[Records drawn from a dataset]
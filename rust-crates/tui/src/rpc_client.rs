use async_trait::async_trait;
use base64::{
    Engine,
    engine::general_purpose::STANDARD,
};
use berryclub::ledger::{
    LedgerError,
    LedgerView,
};
use color_eyre::eyre::{
    Result,
    WrapErr,
};
use serde::Deserialize;
use serde_json::{
    Value,
    json,
};

pub const DEFAULT_MAINNET_RPC_URL: &str = "https://rpc.mainnet.fastnear.com";
pub const DEFAULT_TESTNET_RPC_URL: &str = "https://rpc.testnet.fastnear.com";

const REQUEST_ID: &str = "berryclub";

/// Read-only NEAR JSON-RPC client for contract view calls.
#[derive(Clone)]
pub struct RpcClient {
    url: String,
    http: reqwest::Client,
}

impl RpcClient {
    pub fn new(url: impl Into<String>) -> Result<Self> {
        let url = url.into().trim_end_matches('/').to_string();
        let http = reqwest::Client::builder()
            .build()
            .wrap_err("failed to build HTTP client for rpc")?;
        Ok(Self { url, http })
    }
}

#[async_trait]
impl LedgerView for RpcClient {
    async fn view(
        &self,
        contract_id: &str,
        method: &str,
        args: Value,
    ) -> Result<Value, LedgerError> {
        let body = json!({
            "jsonrpc": "2.0",
            "id": REQUEST_ID,
            "method": "query",
            "params": {
                "request_type": "call_function",
                "finality": "final",
                "account_id": contract_id,
                "method_name": method,
                "args_base64": STANDARD.encode(args.to_string()),
            }
        });
        let res = self
            .http
            .post(&self.url)
            .json(&body)
            .send()
            .await
            .map_err(|e| LedgerError::Transport(format!("rpc request failed: {e}")))?;
        let status = res.status();
        let bytes = res
            .bytes()
            .await
            .map_err(|e| LedgerError::Transport(format!("failed to read rpc response body: {e}")))?;
        if !status.is_success() {
            let body = String::from_utf8_lossy(&bytes);
            return Err(LedgerError::Transport(format!(
                "rpc responded with {status} when calling {method}: {body}"
            )));
        }
        let dto: RpcResponseDto = serde_json::from_slice(&bytes)
            .map_err(|e| LedgerError::Decode(format!("invalid rpc payload for {method}: {e}")))?;
        dto.into_value(method)
    }
}

#[derive(Deserialize)]
struct RpcResponseDto {
    result: Option<CallResultDto>,
    error: Option<RpcErrorDto>,
}

#[derive(Deserialize)]
struct CallResultDto {
    #[serde(default)]
    result: Option<Vec<u8>>,
    #[serde(default)]
    error: Option<String>,
}

#[derive(Deserialize)]
struct RpcErrorDto {
    #[serde(default)]
    message: Option<String>,
    #[serde(default)]
    data: Option<Value>,
    #[serde(default)]
    cause: Option<Value>,
}

impl RpcErrorDto {
    fn describe(&self) -> String {
        let detail = self
            .cause
            .as_ref()
            .or(self.data.as_ref())
            .map(|value| match value {
                Value::String(text) => text.clone(),
                other => other.to_string(),
            });
        match (&self.message, detail) {
            (Some(message), Some(detail)) => format!("{message}: {detail}"),
            (Some(message), None) => message.clone(),
            (None, Some(detail)) => detail,
            (None, None) => "unknown rpc error".to_string(),
        }
    }
}

impl RpcResponseDto {
    fn into_value(self, method: &str) -> Result<Value, LedgerError> {
        if let Some(error) = self.error {
            return Err(LedgerError::Rpc(format!("{method}: {}", error.describe())));
        }
        let result = self
            .result
            .ok_or_else(|| LedgerError::Decode(format!("{method}: response has no result")))?;
        if let Some(error) = result.error {
            return Err(LedgerError::Rpc(format!("{method}: {error}")));
        }
        let bytes = result.result.unwrap_or_default();
        if bytes.is_empty() {
            return Ok(Value::Null);
        }
        serde_json::from_slice(&bytes)
            .map_err(|e| LedgerError::Decode(format!("{method} returned non-JSON bytes: {e}")))
    }
}
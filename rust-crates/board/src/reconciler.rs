use crate::{
    BOARD_HEIGHT,
    display::{
        DEFAULT_BALANCE,
        SUPPLY_FALLBACK,
        balance_text,
        supply_text,
    },
    ledger::{
        DEFAULT_CONTRACT_ID,
        LedgerError,
        LedgerView,
        METHOD_GET_ACCOUNT,
        METHOD_GET_LINES,
        METHOD_TOTAL_SUPPLY,
        account_args,
        lines_args,
        parse_lines,
        total_supply_args,
    },
    line_decoder::BoardSnapshot,
    session::{
        RestoreGate,
        SessionState,
        WalletSession,
    },
    surface::{
        ReconciledFields,
        ViewSurface,
    },
};
use serde_json::Value;
use std::{
    sync::{
        Arc,
        atomic::{
            AtomicUsize,
            Ordering,
        },
    },
    time::Duration,
};
use tokio::{
    sync::{
        broadcast,
        mpsc,
    },
    task::JoinHandle,
    time,
};
use tracing::{
    debug,
    error,
    info,
    warn,
};

pub const DEFAULT_READ_TIMEOUT: Duration = Duration::from_secs(10);

#[derive(Clone, Debug)]
pub struct ReconcilerConfig {
    pub contract_id: String,
    pub board_height: u32,
    pub read_timeout: Duration,
}

impl Default for ReconcilerConfig {
    fn default() -> Self {
        Self {
            contract_id: DEFAULT_CONTRACT_ID.to_string(),
            board_height: BOARD_HEIGHT,
            read_timeout: DEFAULT_READ_TIMEOUT,
        }
    }
}

#[derive(Clone, Copy, Debug, Eq, PartialEq)]
pub enum PassOutcome {
    Committed,
    /// A newer pass was issued before this one could commit.
    Superseded,
}

/// Drives reconciliation passes: waits for the session restore, reads supply,
/// balance and board concurrently and commits the merged result to the
/// [`ViewSurface`].
#[derive(Clone)]
pub struct Reconciler {
    ledger: Arc<dyn LedgerView>,
    wallet: Arc<dyn WalletSession>,
    gate: RestoreGate,
    surface: ViewSurface,
    config: Arc<ReconcilerConfig>,
}

impl Reconciler {
    pub fn new(
        ledger: Arc<dyn LedgerView>,
        wallet: Arc<dyn WalletSession>,
        gate: RestoreGate,
        surface: ViewSurface,
        config: ReconcilerConfig,
    ) -> Self {
        Self {
            ledger,
            wallet,
            gate,
            surface,
            config: Arc::new(config),
        }
    }

    pub fn surface(&self) -> &ViewSurface {
        &self.surface
    }

    pub async fn reconcile(&self) -> PassOutcome {
        let pass = self.surface.begin_pass();
        self.gate.wait().await;

        let session = SessionState::from_account(self.wallet.account_id());
        let account = session.account_id().cloned();
        if !self.surface.commit_session(pass, session) {
            debug!(pass, "pass superseded before rendering session");
            return PassOutcome::Superseded;
        }

        let balance_read = async {
            match &account {
                Some(account) => Some(
                    self.read(METHOD_GET_ACCOUNT, account_args(account))
                        .await,
                ),
                None => None,
            }
        };
        let (supply, balance, lines) = tokio::join!(
            self.read(METHOD_TOTAL_SUPPLY, total_supply_args()),
            balance_read,
            self.read(METHOD_GET_LINES, lines_args(self.config.board_height)),
        );

        let fields = ReconciledFields {
            supply: merge_supply(supply),
            balance: merge_balance(balance),
            board: merge_board(lines),
        };
        if self.surface.commit_fields(pass, fields) {
            debug!(pass, "reconciliation pass committed");
            PassOutcome::Committed
        } else {
            debug!(pass, "reconciliation pass superseded");
            PassOutcome::Superseded
        }
    }

    /// One view call with a bounded timeout, retried once.
    async fn read(&self, method: &str, args: Value) -> Result<Value, LedgerError> {
        match self.read_once(method, args.clone()).await {
            Ok(value) => Ok(value),
            Err(err) => {
                warn!(method, error = %err, "ledger read failed, retrying once");
                self.read_once(method, args).await
            }
        }
    }

    async fn read_once(&self, method: &str, args: Value) -> Result<Value, LedgerError> {
        let timeout = self.config.read_timeout;
        let call = self.ledger.view(&self.config.contract_id, method, args);
        match time::timeout(timeout, call).await {
            Ok(result) => result,
            Err(_) => Err(LedgerError::Timeout {
                method: method.to_string(),
                timeout,
            }),
        }
    }
}

fn merge_supply(result: Result<Value, LedgerError>) -> String {
    match result {
        Ok(value) => supply_text(&value),
        Err(err) => {
            error!(method = METHOD_TOTAL_SUPPLY, error = %err, "Failed to load total supply");
            SUPPLY_FALLBACK.to_string()
        }
    }
}

// `None` means there was no identity to read a balance for.
fn merge_balance(result: Option<Result<Value, LedgerError>>) -> String {
    match result {
        None => DEFAULT_BALANCE.to_string(),
        Some(Ok(value)) => balance_text(Some(&value)),
        Some(Err(err)) => {
            error!(method = METHOD_GET_ACCOUNT, error = %err, "Failed to load balance");
            DEFAULT_BALANCE.to_string()
        }
    }
}

fn merge_board(result: Result<Value, LedgerError>) -> Option<BoardSnapshot> {
    match result.and_then(parse_lines) {
        Ok(lines) => Some(BoardSnapshot::from_lines(&lines)),
        Err(err) => {
            error!(method = METHOD_GET_LINES, error = %err, "Failed to load board");
            None
        }
    }
}

#[derive(Clone, Copy, Debug, Eq, PartialEq)]
pub enum RefreshReason {
    Startup,
    SessionEvent,
    AccountChanged,
    TransactionSettled,
    Manual,
    Tick,
}

#[derive(Debug)]
pub enum ReconcileCommand {
    Refresh(RefreshReason),
    Shutdown,
}

/// Sending half of the refresh worker's command channel.
#[derive(Clone, Debug)]
pub struct RefreshHandle {
    tx: mpsc::UnboundedSender<ReconcileCommand>,
}

impl RefreshHandle {
    pub fn channel() -> (Self, mpsc::UnboundedReceiver<ReconcileCommand>) {
        let (tx, rx) = mpsc::unbounded_channel();
        (Self { tx }, rx)
    }

    /// Returns false once the worker is gone.
    pub fn request(&self, reason: RefreshReason) -> bool {
        self.tx.send(ReconcileCommand::Refresh(reason)).is_ok()
    }

    pub fn shutdown(&self) {
        let _ = self.tx.send(ReconcileCommand::Shutdown);
    }
}

impl RefreshReason {
    /// Refreshes that any pass already in flight satisfies.
    fn is_coalesced(self) -> bool {
        matches!(self, RefreshReason::Tick | RefreshReason::Manual)
    }
}

/// Start one independent pass per refresh request, plus one per `tick` when
/// a periodic refresh is configured. Ticks and manual refreshes are dropped
/// while a pass is running.
pub async fn reconcile_worker(
    reconciler: Reconciler,
    mut cmd_rx: mpsc::UnboundedReceiver<ReconcileCommand>,
    tick: Option<Duration>,
) {
    let in_flight = Arc::new(AtomicUsize::new(0));
    let mut ticker = tick.map(|period| {
        let mut ticker = time::interval_at(time::Instant::now() + period, period);
        ticker.set_missed_tick_behavior(time::MissedTickBehavior::Skip);
        ticker
    });

    loop {
        let reason = tokio::select! {
            _ = next_tick(&mut ticker) => RefreshReason::Tick,
            cmd = cmd_rx.recv() => match cmd {
                Some(ReconcileCommand::Refresh(reason)) => reason,
                Some(ReconcileCommand::Shutdown) | None => break,
            },
        };
        if reason.is_coalesced() && in_flight.load(Ordering::SeqCst) > 0 {
            debug!(?reason, "pass already running, refresh skipped");
            continue;
        }
        spawn_pass(&reconciler, &in_flight, reason);
    }
    debug!("reconcile worker stopped");
}

async fn next_tick(ticker: &mut Option<time::Interval>) {
    match ticker {
        Some(ticker) => {
            ticker.tick().await;
        }
        None => std::future::pending().await,
    }
}

struct InFlight(Arc<AtomicUsize>);

impl InFlight {
    fn enter(counter: &Arc<AtomicUsize>) -> Self {
        counter.fetch_add(1, Ordering::SeqCst);
        Self(counter.clone())
    }
}

impl Drop for InFlight {
    fn drop(&mut self) {
        self.0.fetch_sub(1, Ordering::SeqCst);
    }
}

fn spawn_pass(reconciler: &Reconciler, in_flight: &Arc<AtomicUsize>, reason: RefreshReason) {
    let reconciler = reconciler.clone();
    let guard = InFlight::enter(in_flight);
    tokio::spawn(async move {
        let _guard = guard;
        let outcome = reconciler.reconcile().await;
        debug!(?reason, ?outcome, "reconciliation pass finished");
    });
}

pub fn spawn_reconcile_worker(
    reconciler: Reconciler,
    tick: Option<Duration>,
) -> (RefreshHandle, JoinHandle<()>) {
    let (handle, cmd_rx) = RefreshHandle::channel();
    let worker = tokio::spawn(reconcile_worker(reconciler, cmd_rx, tick));
    (handle, worker)
}

/// Request a pass for every session event and every account change the
/// wallet reports, until either stream or the worker goes away.
pub fn forward_session_events(
    wallet: &dyn WalletSession,
    refresh: RefreshHandle,
) -> JoinHandle<()> {
    let mut events = wallet.subscribe();
    let mut accounts = wallet.account_changes();
    tokio::spawn(async move {
        loop {
            let reason = tokio::select! {
                event = events.recv() => match event {
                    Ok(event) => {
                        info!(?event, "Wallet session changed");
                        RefreshReason::SessionEvent
                    }
                    Err(broadcast::error::RecvError::Lagged(skipped)) => {
                        warn!(skipped, "missed wallet session events");
                        RefreshReason::SessionEvent
                    }
                    Err(broadcast::error::RecvError::Closed) => break,
                },
                changed = accounts.changed() => {
                    if changed.is_err() {
                        break;
                    }
                    let account = accounts.borrow_and_update().clone();
                    debug!(?account, "wallet account changed");
                    RefreshReason::AccountChanged
                }
            };
            if !refresh.request(reason) {
                break;
            }
        }
    })
}

#[cfg(test)]
mod tests {
    #![allow(non_snake_case)]
    use super::*;
    use crate::{
        ledger::AccountId,
        test_helpers::{
            FakeLedger,
            FakeWallet,
            Reply,
            encode_line,
        },
    };
    use serde_json::json;

    fn reconciler(ledger: &Arc<FakeLedger>, wallet: &Arc<FakeWallet>) -> Reconciler {
        Reconciler::new(
            ledger.clone(),
            wallet.clone(),
            RestoreGate::settled(),
            ViewSurface::new(),
            ReconcilerConfig {
                board_height: 2,
                ..ReconcilerConfig::default()
            },
        )
    }

    #[tokio::test]
    async fn reconcile__renders_all_three_fields() {
        // given
        let ledger = Arc::new(FakeLedger::new());
        ledger.set(METHOD_TOTAL_SUPPLY, Reply::ok(json!("1000000000000000000")));
        ledger.set(
            METHOD_GET_ACCOUNT,
            Reply::ok(json!({ "avocado_balance": "2500000000000000000" })),
        );
        ledger.set(
            METHOD_GET_LINES,
            Reply::ok(json!([encode_line(&[0x00ff00]), encode_line(&[0xff])])),
        );
        let wallet = Arc::new(FakeWallet::new());
        wallet.resolve_account(AccountId::parse("alice.near"));
        let reconciler = reconciler(&ledger, &wallet);

        // when
        let outcome = reconciler.reconcile().await;

        // then
        assert_eq!(outcome, PassOutcome::Committed);
        let view = reconciler.surface().snapshot();
        assert_eq!(view.supply, "1.0000 🥑");
        assert_eq!(view.balance, "2.5000 🥑");
        let board = view.board.snapshot.expect("board rendered");
        assert_eq!(board.height(), 2);
        assert_eq!(board.rows()[0][0].hex(), "00ff00");
        assert!(!view.board.stale);
        assert_eq!(
            ledger.calls_to(METHOD_GET_LINES),
            vec![json!({ "lines": [0, 1] })]
        );
    }

    #[tokio::test]
    async fn reconcile__timed_out_read_falls_back() {
        // given
        let ledger = Arc::new(FakeLedger::new());
        ledger.set(
            METHOD_TOTAL_SUPPLY,
            Reply::ok(json!("1")).after(Duration::from_secs(60)),
        );
        ledger.set(METHOD_GET_LINES, Reply::ok(json!([])));
        let wallet = Arc::new(FakeWallet::new());
        let reconciler = Reconciler::new(
            ledger.clone(),
            wallet,
            RestoreGate::settled(),
            ViewSurface::new(),
            ReconcilerConfig {
                read_timeout: Duration::from_millis(20),
                ..ReconcilerConfig::default()
            },
        );

        // when
        let outcome = reconciler.reconcile().await;

        // then
        assert_eq!(outcome, PassOutcome::Committed);
        assert_eq!(reconciler.surface().snapshot().supply, SUPPLY_FALLBACK);
        assert_eq!(ledger.call_count(METHOD_TOTAL_SUPPLY), 2);
    }

    #[tokio::test]
    async fn refresh_handle__request_fails_after_worker_stops() {
        // given
        let (handle, cmd_rx) = RefreshHandle::channel();

        // when
        drop(cmd_rx);

        // then
        assert!(!handle.request(RefreshReason::Manual));
    }

    #[tokio::test]
    async fn forward_session_events__connect_requests_refresh() {
        // given
        let wallet = Arc::new(FakeWallet::new());
        let (handle, mut cmd_rx) = RefreshHandle::channel();
        let _forwarder = forward_session_events(wallet.as_ref(), handle);
        let alice = AccountId::parse("alice.near").unwrap();

        // when
        wallet.connect(&alice).await.unwrap();

        // then
        let cmd = time::timeout(Duration::from_secs(1), cmd_rx.recv())
            .await
            .unwrap()
            .unwrap();
        assert!(matches!(cmd, ReconcileCommand::Refresh(_)));
    }
}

▶ [Work order]: What is needed is the number of lines in the records that contain the string "RpcClient", stated with nothing else.

▶ [Output]: 3